While there was some drama, the actual outcome of the Senate Finance Committee's vote to approve its health care reform bill was never really in doubt. By a vote of 14 to 9, the Committee approved the bill with all Democrats and one Republican, Olympia Snowe of Maine, saying yes. The drama was two-fold: a) would Snowe agree or hold her powder dry until the floor debate to improve her ability to bargain for changes; and b) would Ron Wyden (D-OR) and/or Jay Rockefeller (D-WV) vote no or hold their vote to protest the absence of the public plan. Neither possibility materialized, but the "drama" could merely have shifted from the Committee to the Senate floor. The Finance Committee approval of health reform set in motion the next step in the process, as the Senate Democratic leadership began the process of melding the Finance and HELP Committee bills. Majority Leader Harry Reid is working with Finance Chairman Max Baucus, HELP Vice-Chairman Christopher Dodd and Chairman Harkin to hammer out a single bill, and three issues appear the most contentious: the Finance Committee's weak individual mandate vs.

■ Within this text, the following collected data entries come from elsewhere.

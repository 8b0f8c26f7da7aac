//! Strength reduction
//!
//! Rewrites `e * c`, where `c` is a positive power-of-two literal on
//! the right, into `e << log2(c)`. Only the right operand is matched;
//! constant folding has already collapsed fully-constant products, so
//! what remains here is a variable times a literal. The shift-amount
//! literal is a new node and gets a fresh id.

use toycc_frontend::ast::{
    BinaryOp, Expression, ExpressionKind, NodeIdGenerator, Statement, StatementKind,
};

/// Run the pass over a function body
pub(crate) fn run(body: Statement, ids: &mut NodeIdGenerator) -> Statement {
    rewrite_stmt(body, ids)
}

fn shift_amount(expr: &Expression) -> Option<i32> {
    match expr.kind {
        ExpressionKind::IntLiteral(value) if value > 0 && value.count_ones() == 1 => {
            Some(value.trailing_zeros() as i32)
        }
        _ => None,
    }
}

fn rewrite_expr(expr: Expression, ids: &mut NodeIdGenerator) -> Expression {
    let Expression {
        node_id,
        kind,
        line,
    } = expr;
    let kind = match kind {
        ExpressionKind::IntLiteral(_) | ExpressionKind::Identifier(_) => kind,
        ExpressionKind::Unary { op, operand } => ExpressionKind::Unary {
            op,
            operand: Box::new(rewrite_expr(*operand, ids)),
        },
        ExpressionKind::Binary { op, left, right } => {
            let left = Box::new(rewrite_expr(*left, ids));
            let right = Box::new(rewrite_expr(*right, ids));
            if op == BinaryOp::Mul {
                if let Some(amount) = shift_amount(&right) {
                    ExpressionKind::Binary {
                        op: BinaryOp::LeftShift,
                        left,
                        right: Box::new(Expression {
                            node_id: ids.next(),
                            kind: ExpressionKind::IntLiteral(amount),
                            line: right.line,
                        }),
                    }
                } else {
                    ExpressionKind::Binary { op, left, right }
                }
            } else {
                ExpressionKind::Binary { op, left, right }
            }
        }
        ExpressionKind::Call { callee, arguments } => ExpressionKind::Call {
            callee,
            arguments: arguments
                .into_iter()
                .map(|arg| rewrite_expr(arg, ids))
                .collect(),
        },
    };
    Expression {
        node_id,
        kind,
        line,
    }
}

fn rewrite_stmt(stmt: Statement, ids: &mut NodeIdGenerator) -> Statement {
    let Statement {
        node_id,
        kind,
        line,
    } = stmt;
    let kind = match kind {
        StatementKind::Block(stmts) => StatementKind::Block(
            stmts
                .into_iter()
                .map(|sub| rewrite_stmt(sub, ids))
                .collect(),
        ),
        StatementKind::Expression(expr) => StatementKind::Expression(rewrite_expr(expr, ids)),
        StatementKind::Declare { name, init } => StatementKind::Declare {
            name,
            init: rewrite_expr(init, ids),
        },
        StatementKind::Assign { name, value } => StatementKind::Assign {
            name,
            value: rewrite_expr(value, ids),
        },
        StatementKind::If {
            condition,
            then_stmt,
            else_stmt,
        } => StatementKind::If {
            condition: rewrite_expr(condition, ids),
            then_stmt: Box::new(rewrite_stmt(*then_stmt, ids)),
            else_stmt: else_stmt.map(|else_stmt| Box::new(rewrite_stmt(*else_stmt, ids))),
        },
        StatementKind::While { condition, body } => StatementKind::While {
            condition: rewrite_expr(condition, ids),
            body: Box::new(rewrite_stmt(*body, ids)),
        },
        StatementKind::Return(value) => {
            StatementKind::Return(value.map(|expr| rewrite_expr(expr, ids)))
        }
        other @ (StatementKind::Empty | StatementKind::Break | StatementKind::Continue) => other,
    };
    Statement {
        node_id,
        kind,
        line,
    }
}

#[cfg(test)]
mod tests {
    use super::*;
    use toycc_frontend::Frontend;

    fn run_on_main(source: &str) -> Vec<Statement> {
        let unit = Frontend::parse_source(source).unwrap();
        let mut ids = NodeIdGenerator::resuming_after(&unit);
        let body = unit
            .functions
            .into_iter()
            .find(|f| f.name == "main")
            .unwrap()
            .body;
        match run(body, &mut ids).kind {
            StatementKind::Block(stmts) => stmts,
            other => panic!("expected block body, got {:?}", other),
        }
    }

    fn return_expr(stmt: &Statement) -> &Expression {
        match &stmt.kind {
            StatementKind::Return(Some(expr)) => expr,
            other => panic!("expected return with value, got {:?}", other),
        }
    }

    #[test]
    fn test_multiply_by_power_of_two_becomes_shift() {
        let stmts = run_on_main("int main() { int x = 5; return x * 8; }");
        match &return_expr(&stmts[1]).kind {
            ExpressionKind::Binary { op, right, .. } => {
                assert_eq!(*op, BinaryOp::LeftShift);
                assert_eq!(right.as_constant(), Some(3));
            }
            other => panic!("expected shift, got {:?}", other),
        }
    }

    #[test]
    fn test_multiply_by_non_power_of_two_unchanged() {
        let stmts = run_on_main("int main() { int x = 5; return x * 6; }");
        match &return_expr(&stmts[1]).kind {
            ExpressionKind::Binary { op, .. } => assert_eq!(*op, BinaryOp::Mul),
            other => panic!("expected multiply, got {:?}", other),
        }
    }

    #[test]
    fn test_power_of_two_on_left_unchanged() {
        let stmts = run_on_main("int main() { int x = 5; return 8 * x; }");
        match &return_expr(&stmts[1]).kind {
            ExpressionKind::Binary { op, .. } => assert_eq!(*op, BinaryOp::Mul),
            other => panic!("expected multiply, got {:?}", other),
        }
    }

    #[test]
    fn test_negative_and_zero_factors_unchanged() {
        for source in [
            "int main() { int x = 5; return x * 0; }",
            "int main() { int x = 5; return x * -4; }",
        ] {
            let stmts = run_on_main(source);
            match &return_expr(&stmts[1]).kind {
                ExpressionKind::Binary { op, .. } => assert_eq!(*op, BinaryOp::Mul),
                other => panic!("expected multiply, got {:?}", other),
            }
        }
    }

    #[test]
    fn test_rewrite_inside_nested_expression() {
        let stmts = run_on_main("int main() { int x = 5; return (x * 4) + (x * 3); }");
        match &return_expr(&stmts[1]).kind {
            ExpressionKind::Binary { left, right, .. } => {
                assert!(matches!(
                    left.kind,
                    ExpressionKind::Binary {
                        op: BinaryOp::LeftShift,
                        ..
                    }
                ));
                assert!(matches!(
                    right.kind,
                    ExpressionKind::Binary {
                        op: BinaryOp::Mul,
                        ..
                    }
                ));
            }
            other => panic!("expected sum, got {:?}", other),
        }
    }
}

HELP's stronger one; a HELP public plan vs. the co-op approach from Finance; and the HELP employer mandate vs. no mandate from Finance.There are hundreds of subordinate issues as well, all of which translates into a contentious merging process that will likely delay debate on the floor to late October/early November.

Senate Democrats, led by Senator Stabenow (D-MI), will likely vote this week on a stand-alone bill to eliminate a scheduled 21 percent cut in physician Medicare reimbursement on a permanent basis. The one-year cost of this doctor "fix" in the current Senate Finance Committee bill is $10.9 billion; the permanent fix (buried in the House reform bill) would cost upwards of $250 billion. The idea behind this maneuver is to pull out a costly item from the health reform bill, which is supposed to be deficit-neutral, in order to free up more money to spend on other items or to reduce the total cost of health reform, e.g., the House Democrats want to get their bill under $1 trillion. While most agree that the payment level for physicians should be much more aligned to quality and performance, the debate will likely turn on whether Democrats can shift to the deficit another $250 billion in money for doctors without stirring up the American public.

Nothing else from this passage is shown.